> [What the exercise asks]
Go through the records below and show every line with the string "tables".

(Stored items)
•••••

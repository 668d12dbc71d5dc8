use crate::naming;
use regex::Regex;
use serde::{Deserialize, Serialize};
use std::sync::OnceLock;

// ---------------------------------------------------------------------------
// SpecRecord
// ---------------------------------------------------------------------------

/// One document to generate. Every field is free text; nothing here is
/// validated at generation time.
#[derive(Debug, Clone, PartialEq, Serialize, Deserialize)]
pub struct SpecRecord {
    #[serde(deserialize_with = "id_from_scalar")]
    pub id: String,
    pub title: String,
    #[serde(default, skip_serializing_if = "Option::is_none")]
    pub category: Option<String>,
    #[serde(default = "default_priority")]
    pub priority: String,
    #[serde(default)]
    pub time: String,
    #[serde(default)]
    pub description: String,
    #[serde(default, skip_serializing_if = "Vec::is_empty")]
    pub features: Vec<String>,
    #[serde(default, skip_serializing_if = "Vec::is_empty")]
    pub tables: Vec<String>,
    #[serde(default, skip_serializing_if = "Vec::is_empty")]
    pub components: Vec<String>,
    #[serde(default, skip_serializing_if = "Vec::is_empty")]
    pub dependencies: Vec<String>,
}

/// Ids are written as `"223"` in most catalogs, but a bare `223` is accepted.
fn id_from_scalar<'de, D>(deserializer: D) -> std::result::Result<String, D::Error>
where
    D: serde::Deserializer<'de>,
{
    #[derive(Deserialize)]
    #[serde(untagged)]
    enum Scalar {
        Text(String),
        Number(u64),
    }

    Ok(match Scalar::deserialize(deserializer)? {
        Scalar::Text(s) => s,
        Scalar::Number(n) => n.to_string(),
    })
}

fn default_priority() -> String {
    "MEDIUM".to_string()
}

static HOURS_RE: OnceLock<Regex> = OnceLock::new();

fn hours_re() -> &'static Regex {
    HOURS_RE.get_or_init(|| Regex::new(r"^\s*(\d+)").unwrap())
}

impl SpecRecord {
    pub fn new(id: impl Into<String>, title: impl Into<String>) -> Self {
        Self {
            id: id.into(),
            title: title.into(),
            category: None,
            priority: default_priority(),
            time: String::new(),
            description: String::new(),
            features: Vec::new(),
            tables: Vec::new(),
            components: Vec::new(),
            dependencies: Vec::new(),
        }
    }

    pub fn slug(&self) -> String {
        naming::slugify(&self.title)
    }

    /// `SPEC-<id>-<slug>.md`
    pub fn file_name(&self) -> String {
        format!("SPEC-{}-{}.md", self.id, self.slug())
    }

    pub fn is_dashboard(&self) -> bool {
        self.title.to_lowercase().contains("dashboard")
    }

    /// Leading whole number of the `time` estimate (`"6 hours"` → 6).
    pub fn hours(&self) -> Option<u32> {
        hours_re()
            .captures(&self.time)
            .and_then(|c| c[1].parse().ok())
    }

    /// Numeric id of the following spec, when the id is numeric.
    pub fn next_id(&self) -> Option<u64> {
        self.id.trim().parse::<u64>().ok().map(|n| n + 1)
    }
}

•••••

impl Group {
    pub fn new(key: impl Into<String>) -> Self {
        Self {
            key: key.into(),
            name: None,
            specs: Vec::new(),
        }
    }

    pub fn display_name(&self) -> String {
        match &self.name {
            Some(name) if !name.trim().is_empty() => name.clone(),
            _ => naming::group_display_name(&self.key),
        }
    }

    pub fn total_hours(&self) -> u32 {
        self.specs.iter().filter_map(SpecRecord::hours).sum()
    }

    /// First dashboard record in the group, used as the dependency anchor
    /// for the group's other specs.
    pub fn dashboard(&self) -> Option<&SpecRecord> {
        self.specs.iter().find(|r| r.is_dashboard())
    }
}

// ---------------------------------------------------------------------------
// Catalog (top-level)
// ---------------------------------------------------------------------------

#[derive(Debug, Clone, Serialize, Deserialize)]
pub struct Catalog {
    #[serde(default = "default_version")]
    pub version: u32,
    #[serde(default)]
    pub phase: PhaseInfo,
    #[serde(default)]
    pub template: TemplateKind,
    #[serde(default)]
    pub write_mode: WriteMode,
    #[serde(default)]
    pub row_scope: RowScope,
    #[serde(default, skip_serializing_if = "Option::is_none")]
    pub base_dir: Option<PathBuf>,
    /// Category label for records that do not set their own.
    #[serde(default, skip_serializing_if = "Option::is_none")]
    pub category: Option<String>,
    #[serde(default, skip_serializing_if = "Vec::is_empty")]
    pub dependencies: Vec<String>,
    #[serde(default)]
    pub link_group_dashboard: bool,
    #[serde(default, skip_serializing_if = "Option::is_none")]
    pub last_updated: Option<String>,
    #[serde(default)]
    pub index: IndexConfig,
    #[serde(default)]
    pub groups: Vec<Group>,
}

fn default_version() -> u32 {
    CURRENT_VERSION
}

•••••

> [Task response]
    pub tables: Vec<String>,
            tables: Vec::new(),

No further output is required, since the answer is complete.